### REQUIRED WORK
The number of lines containing the word "Returns" is all you should give; count them in the records below.

######

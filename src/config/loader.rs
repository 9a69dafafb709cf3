use std::path::{Path, PathBuf};

use crate::error::{MetaCheckerError, Result};

use super::Config;
use super::filesystem::{FileSystem, RealFileSystem};

/// Trait for loading configuration from various sources.
pub trait ConfigLoader {
    /// Load configuration from the default location.
    ///
    /// # Errors
    /// Returns an error if the config file cannot be read or parsed.
    fn load(&self) -> Result<Config>;

    /// Load configuration from a specific path.
    ///
    /// # Errors
    /// Returns an error if the file cannot be read or parsed.
    fn load_from_path(&self, path: &Path) -> Result<Config>;
}

pub const LOCAL_CONFIG_NAME: &str = ".meta-checker.toml";

/// Loads configuration from the filesystem.
///
/// Looks for `.meta-checker.toml` in the current directory and falls back
/// to `Config::default()` when there is none.
#[derive(Debug)]
pub struct FileConfigLoader<F: FileSystem = RealFileSystem> {
    fs: F,
}

impl Default for FileConfigLoader<RealFileSystem> {
    fn default() -> Self {
        Self::new()
    }
}

impl FileConfigLoader<RealFileSystem> {
    #[must_use]
    pub const fn new() -> Self {
        Self { fs: RealFileSystem }
    }
}

impl<F: FileSystem> FileConfigLoader<F> {
    #[must_use]
    pub const fn with_fs(fs: F) -> Self {
        Self { fs }
    }

    fn local_config_path(&self) -> Option<PathBuf> {
        self.fs
            .current_dir()
            .ok()
            .map(|dir| dir.join(LOCAL_CONFIG_NAME))
    }

    fn parse_config(content: &str) -> Result<Config> {
        toml::from_str(content).map_err(MetaCheckerError::from)
    }
}

impl<F: FileSystem> ConfigLoader for FileConfigLoader<F> {
    fn load(&self) -> Result<Config> {
        match self.local_config_path() {
            Some(path) if self.fs.is_file(&path) => self.load_from_path(&path),
            _ => Ok(Config::default()),
        }
    }

    fn load_from_path(&self, path: &Path) -> Result<Config> {
        let content =
            self.fs
                .read_to_string(path)
                .map_err(|source| MetaCheckerError::FileRead {
                    path: path.to_path_buf(),
                    source,
                })?;
        Self::parse_config(&content)
    }
}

######

### TASK RESULT
2